Stored data →
--*--

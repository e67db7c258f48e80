//! Compact renderings of a built tree.
//!
//! Unbounded compression mirrors the tree with `prefix = name`. Level compression keeps
//! nodes down to depth `L` and folds each depth-`L` node's single-child continuation into
//! one compound prefix (`a/b/c`), so long chains past the horizon are merged rather than
//! cut. A chain stops folding where it branches.

use super::{join_segment, CompressedNode, DepthLimit, TreeNode};

pub fn compress_unbounded(node: &TreeNode) -> CompressedNode {
    CompressedNode {
        prefix: node.name.clone(),
        children: node.children.iter().map(compress_unbounded).collect(),
    }
}

/// `None` when a level is requested that the tree never reaches.
pub fn compress_tree(tree: &TreeNode, depth: DepthLimit) -> Option<CompressedNode> {
    match depth {
        DepthLimit::Unlimited => Some(compress_unbounded(tree)),
        DepthLimit::Levels(level) => {
            if tree.max_depth() < tree.depth + level {
                return None;
            }
            Some(compress_to_level(tree, level))
        }
    }
}

fn compress_to_level(node: &TreeNode, remaining: usize) -> CompressedNode {
    if remaining == 0 {
        return CompressedNode::leaf(chain_prefix(node));
    }
    CompressedNode {
        prefix: node.name.clone(),
        children: node.children.iter().map(|c| compress_to_level(c, remaining - 1)).collect(),
    }
}

fn chain_prefix(node: &TreeNode) -> String {
    let mut prefix = node.name.clone();
    let mut cur = node;
    while let [only] = cur.children.as_slice() {
        prefix = join_segment(&prefix, &only.name);
        cur = only;
    }
    prefix
}
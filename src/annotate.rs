//! Access annotation: for every leaf secret path, the names of the policies that grant it.
//! Evaluation only reads immutable policies, so paths are split into contiguous chunks and
//! evaluated on scoped worker threads; results are reassembled in input order.

use std::collections::{BTreeMap, BTreeSet, HashSet};

use serde::{Deserialize, Serialize};

use crate::cancel::CancelToken;
use crate::error::AuditResult;
use crate::policy::Policy;

#[derive(Debug, Clone, PartialEq, Eq, Serialize, Deserialize)]
pub struct AnnotatedSecret {
    pub path: String,
    /// Sorted, deduplicated policy names.
    pub policies: Vec<String>,
}

#[derive(Debug, Clone, Default, PartialEq, Eq, Serialize)]
pub struct Annotation {
    /// One entry per distinct leaf path, in first-seen order.
    pub secrets: Vec<AnnotatedSecret>,
    /// Paths with at least one granting policy.
    pub index: BTreeMap<String, BTreeSet<String>>,
}

impl Annotation {
    pub fn policies_for(&self, path: &str) -> Option<&BTreeSet<String>> {
        self.index.get(path)
    }
}

fn annotate_one(path: &str, policies: &[Policy]) -> AnnotatedSecret {
    let names: BTreeSet<&str> = policies.iter().filter(|p| p.evaluate(path)).map(Policy::name).collect();
    AnnotatedSecret { path: path.to_string(), policies: names.into_iter().map(str::to_string).collect() }
}

fn annotate_chunk(paths: &[&str], policies: &[Policy], cancel: &CancelToken) -> AuditResult<Vec<AnnotatedSecret>> {
    let mut out = Vec::with_capacity(paths.len());
    for p in paths {
        cancel.check()?;
        out.push(annotate_one(p, policies));
    }
    Ok(out)
}

/// Annotate `leaf_paths` against `policies` using up to `workers` threads.
/// The result does not depend on `workers`.
pub fn annotate(leaf_paths: &[String], policies: &[Policy], workers: usize) -> Annotation {
    annotate_until(leaf_paths, policies, workers, &CancelToken::new()).unwrap_or_default()
}

/// As `annotate`, but every worker stops at the next path once `cancel` fires.
pub fn annotate_until(
    leaf_paths: &[String],
    policies: &[Policy],
    workers: usize,
    cancel: &CancelToken,
) -> AuditResult<Annotation> {
    let mut seen: HashSet<&str> = HashSet::with_capacity(leaf_paths.len());
    let unique: Vec<&str> = leaf_paths.iter().map(String::as_str).filter(|p| seen.insert(*p)).collect();

    let workers = workers.max(1).min(unique.len().max(1));
    let secrets = if workers == 1 {
        annotate_chunk(&unique, policies, cancel)?
    } else {
        let chunk = unique.len().div_ceil(workers);
        std::thread::scope(|scope| {
            let handles: Vec<_> = unique
                .chunks(chunk)
                .map(|part| scope.spawn(move || annotate_chunk(part, policies, cancel)))
                .collect();
            let mut out = Vec::with_capacity(unique.len());
            for h in handles {
                match h.join() {
                    Ok(part) => out.extend(part?),
                    Err(panic) => std::panic::resume_unwind(panic),
                }
            }
            Ok::<_, crate::error::AuditError>(out)
        })?
    };

    let mut index: BTreeMap<String, BTreeSet<String>> = BTreeMap::new();
    for s in secrets.iter().filter(|s| !s.policies.is_empty()) {
        index.entry(s.path.clone()).or_default().extend(s.policies.iter().cloned());
    }
    tracing::debug!(
        target: "secretpaths",
        "annotated {} paths against {} policies with {} workers; {} reachable",
        secrets.len(), policies.len(), workers, index.len()
    );
    Ok(Annotation { secrets, index })
}
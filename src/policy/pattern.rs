//! Path pattern compiler.
//! `+` stands for exactly one path segment, a single trailing `*` for any remaining suffix.
//! Compiled matchers are anchored at the end only, so a pattern behaves as a suffix test
//! against the candidate path.

use regex::Regex;

use crate::error::{AuditError, AuditResult};

pub const SEPARATOR: char = '/';
pub const SEGMENT_WILDCARD: char = '+';
pub const GLOB: char = '*';

/// Compiled form of one path pattern.
#[derive(Debug, Clone)]
pub struct PathMatcher {
    regex: Regex,
}

impl PathMatcher {
    pub fn is_match(&self, candidate: &str) -> bool {
        self.regex.is_match(candidate)
    }

    pub fn as_regex(&self) -> &str {
        self.regex.as_str()
    }
}

/// Reject patterns that use `*` anywhere but the final character, or more than once.
pub fn validate(pattern: &str) -> AuditResult<()> {
    if pattern.is_empty() {
        return Err(AuditError::invalid_pattern(pattern, "pattern is empty"));
    }
    let globs = pattern.matches(GLOB).count();
    if globs > 1 {
        return Err(AuditError::invalid_pattern(pattern, "at most one `*` is allowed"));
    }
    if globs == 1 && !pattern.ends_with(GLOB) {
        return Err(AuditError::invalid_pattern(pattern, "`*` is only allowed as the final character"));
    }
    Ok(())
}

/// Translate a pattern into regex source. Literal characters are escaped,
/// `+` becomes `[^/]+`, the trailing `*` becomes `.*`, and `$` closes the expression.
pub fn pattern_to_regex(pattern: &str) -> String {
    let mut out = String::with_capacity(pattern.len() + 8);
    let mut buf = [0u8; 4];
    for c in pattern.chars() {
        match c {
            SEGMENT_WILDCARD => out.push_str("[^/]+"),
            GLOB => out.push_str(".*"),
            other => out.push_str(&regex::escape(other.encode_utf8(&mut buf))),
        }
    }
    out.push('$');
    out
}

pub fn compile(pattern: &str) -> AuditResult<PathMatcher> {
    validate(pattern)?;
    let regex = Regex::new(&pattern_to_regex(pattern))
        .map_err(|e| AuditError::invalid_pattern(pattern, e.to_string()))?;
    Ok(PathMatcher { regex })
}

/// One-shot match. A pattern that cannot be compiled never matches.
pub fn matches(pattern: &str, candidate: &str) -> bool {
    match compile(pattern) {
        Ok(m) => m.is_match(candidate),
        Err(e) => {
            tracing::debug!(target: "secretpaths", "pattern {:?} treated as non-match: {}", pattern, e);
            false
        }
    }
}

/// Character offset of the first `+` or `*`, if any.
pub fn first_wildcard_offset(pattern: &str) -> Option<usize> {
    pattern.chars().position(|c| c == SEGMENT_WILDCARD || c == GLOB)
}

--*--

Work item →
Give again, exactly as written, every line from the first one above through the line that has "single-child continuation into" in it.

Solution below →
repository e67db7c258f48e80
//! Compact renderings of a built tree.
//!
//! Unbounded compression mirrors the tree with `prefix = name`. Level compression keeps
//! nodes down to depth `L` and folds each depth-`L` node's single-child continuation into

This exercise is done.